On August 31, 2008, SLG's license to produce single issues of the Gargoyles comic ended. The material that would have made up single issues nine through twelve is included in the trade paperback collection Gargoyles: Clan-Building, Volume Two.
- Writer/Creator: Greg Weisman
- Pencil & Cover Pencil Artist: David Hutchinson
- Color Artist: Robby Bevard
- Art Director: Greg Guler
- Cover Color Artist: Robby Bevard
Solicitation
"Clan-Building," Chapter 11: Tyrants. A TimeDancing Brooklyn from the present comes face to face with his past self, frozen in stone for a thousand years! Can he team with a pair of faux sorceresses to save himself, his clan, and the Grimorum Arcanorum that will someday set them all free?
Review
We left Brooklyn stranded in Scotland in the year 997, traveling with Mary and Finella, wondering how he could return to his own time. Reuniting the pieces of the Phoenix Gate seemed the best hope - so the three of them set out for Castle Wyvern to reclaim Goliath's half.
Unfortunately for Brooklyn, Goliath's pouch turned to stone with him, rendering his half of the Gate past Brooklyn's reach. Brooklyn's only consolation is that he won't have to confront Demona for her half now. But he finds the old castle an unsettling place - first from a comedic standpoint, as he looks at himself in stone sleep (an image I had long pictured, before the comics even came out) and then, on a more solemn note, as he sees the remnants of his fellow clan members after the Viking massacre, still strewn about three years later.
Since he's stranded in the past, Brooklyn decides to accept it and join forces with Kenneth and his army. Aware that they need more than one gargoyle, however, he realizes that he shall have to seek out Demona after all, despite his dislike for her.
Demona lives up to our expectations - while she has not undergone the full thousand years of solitude and bitterness, she still shows so many of her familiar traits. She is filled with anger towards the humans who slaughter her kind, to such an extent that her first thought is to seek revenge rather than to hold a Wind Ceremony for the dead - yet, when she meets Brooklyn, we glimpse some of her vulnerability as she frantically lies about her whereabouts during the Wyvern Massacre, still gripped with the unacknowledged guilt over her part in it.
Brooklyn is all the more uneasy about gaining an alliance with her, for he does not even know the events in 997 well enough to tell if he's doing the right thing. At one point, he even breaks the fourth wall for a moment, advising the readers to study history just in case they find themselves in a similar plight (whether this moment is funny or awkward depends upon your tastes).

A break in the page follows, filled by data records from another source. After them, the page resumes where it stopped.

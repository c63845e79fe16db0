use crate::error::ConfigError;

/// Default configuration in TOML, commented so a new user can find their way.
/// Lookup tables left out here fall back to the built-in Flowery catalogue.
pub const DEFAULT_TOML_TEMPLATE: &str = r#"# petaldoc configuration file

# Directory scanned recursively for control sources (DaisyButton.cs, ...)
definitions_dir = "Flowery.NET/Controls"

# Directory holding the gallery files (*Examples.axaml)
examples_dir = "Flowery.NET.Gallery/Examples"

# Hand-written markdown per control plus an images/ folder (optional)
# curated_dir = "llms-static"

# Where the markdown tree is written
docs_dir = "llms"

# Where the HTML site is written
output_dir = "docs"

# Directory with page.html, shell.html or style.css overriding the embedded ones
# template_dir = "templates"

# Extra stylesheets appended to style.css; .scss files are compiled
# stylesheet_paths = ["assets/brand.scss"]

title = "Flowery.NET"
description = "Avalonia UI components styled after DaisyUI."
subtitle = "Avalonia UI Components"
footer_text = "Generated by petaldoc"
# repository_url = "https://github.com/example/flowery"

# XML namespace shown in the Quick Start section
namespace_declaration = 'xmlns:controls="clr-namespace:Flowery.Controls;assembly=Flowery.NET"'

# Only files and elements starting with this prefix are treated as controls
type_prefix = "Daisy"

# Add generated properties, enums and usage examples to every page
extended = false

# Build the site from the generated tree only, ignoring curated pages
use_generated = false

# Curated pages rendered at the site root
guides = ["MigrationExample", "DesignTokens", "Effects"]

# Classes listed under "Helpers" rather than "Controls"
helpers = ["DaisyAccessibility", "DaisyPaginationItem", "ColorCollection", "HslColor"]

# Short-name prefixes of controls without a DaisyUI counterpart
custom_prefixes = ["Color", "DateTimeline", "ModifierKeys", "NumericUpDown", "Weather", "ComponentSidebar"]

# Gallery file stem -> category shown in the sidebar, in order
# [categories]
# ActionsExamples = "Actions"
# CardsExamples = "Cards & Layout"

# Normalised section id -> control name
# [sections]
# button = "DaisyButton"
# dropdown = "DaisySelect"

# Heuristic thresholds
# [limits]
# summary_proximity_chars = 300
# summary_lookback_lines = 5
# statement_max_lines = 12
# max_elements_per_example = 3
# max_examples_per_definition = 5
# max_description_length = 80
# max_index_description_length = 50
# max_index_properties = 3
# max_inner_content_length = 100
# max_normalized_length = 150
# max_icon_data_length = 50
# min_uppercase_label_length = 3
"#;

/// Default configuration in JSON.
pub const DEFAULT_JSON_TEMPLATE: &str = r#"{
  "definitions_dir": "Flowery.NET/Controls",
  "examples_dir": "Flowery.NET.Gallery/Examples",
  "curated_dir": "llms-static",
  "docs_dir": "llms",
  "output_dir": "docs",
  "title": "Flowery.NET",
  "description": "Avalonia UI components styled after DaisyUI.",
  "subtitle": "Avalonia UI Components",
  "footer_text": "Generated by petaldoc",
  "namespace_declaration": "xmlns:controls=\"clr-namespace:Flowery.Controls;assembly=Flowery.NET\"",
  "type_prefix": "Daisy",
  "extended": false,
  "use_generated": false,
  "guides": ["MigrationExample", "DesignTokens", "Effects"],
  "helpers": ["DaisyAccessibility", "DaisyPaginationItem", "ColorCollection", "HslColor"],
  "categories": {
    "ActionsExamples": "Actions",
    "CardsExamples": "Cards & Layout",
    "DataDisplayExamples": "Data Display",
    "DataInputExamples": "Data Input",
    "FeedbackExamples": "Feedback",
    "LayoutExamples": "Layout",
    "NavigationExamples": "Navigation"
  },
  "limits": {
    "max_examples_per_definition": 5,
    "max_description_length": 80
  }
}
"#;

/// Commented default configuration in `format` (`toml` or `json`).
///
/// # Errors
///
/// Returns [`ConfigError::UnsupportedTemplate`] for any other format.
pub fn default_config_text(format: &str) -> Result<&'static str, ConfigError> {
  match format.to_ascii_lowercase().as_str() {
    "toml" => Ok(DEFAULT_TOML_TEMPLATE),
    "json" => Ok(DEFAULT_JSON_TEMPLATE),
    _ => Err(ConfigError::UnsupportedTemplate(format.to_string())),
  }
}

We see more of Constantine as he makes Gillecomgain his squire (not to Mail Brigti's liking), and applies warpaint to his head in a precursor of the Hunter's mask - though, in an unsettling detail, with eyes painted on the back. (Even the Hunters' masks were not this creepy!) He shows his villainy all the more as he puts to death Kenneth's herald, against the rules of medieval warfare (even Mail Brigti appears unsettled by this act).
Battle is joined in a satisfyingly great moment - especially when Demona's gargoyles arrive. But we learn on the last page that Demona is plotting treachery against the humans on both sides (not surprisingly) - and Brother Valmont makes his own, equally treacherous bid for power....
First Appearances
Tidbits
Constantine's shaving his head is based on his historical nickname, "Constantine the Bald".
Constantine's mention of "the three brothers" (whose bloodline he plans to eliminate) is an allusion to "Once Upon A Time There Were Three Brothers...", Greg Weisman's prequel tale to the spin-off Gargoyles: The Dark Ages.
Brother Valmont's report to Constantine that, according to the entrails of the goats he's read, Princess Katharine, the Magus, and Tom "have left this world" - which indeed they have, being on Avalon - indicates that divination magic works in the Gargoyles Universe.
The Humility Spell and Wind Ceremonies are mentioned in canon for the first time.
In his memo for "Vows," Greg Weisman initially explained Goliath hiding away his half of the Phoenix Gate a thousand years ago inside a hollow brick at Castle Wyvern and retrieving it before moving to the Clock Tower.
"Sruighlea", after which the Sruighlea Cell was named, is the Gaelic name for Stirling, a major historic town in Scotland.
Kenneth III's line "Ask and you shall receive" is a reference to the Biblical quote, "Ask and ye shall receive". (John 16: 24)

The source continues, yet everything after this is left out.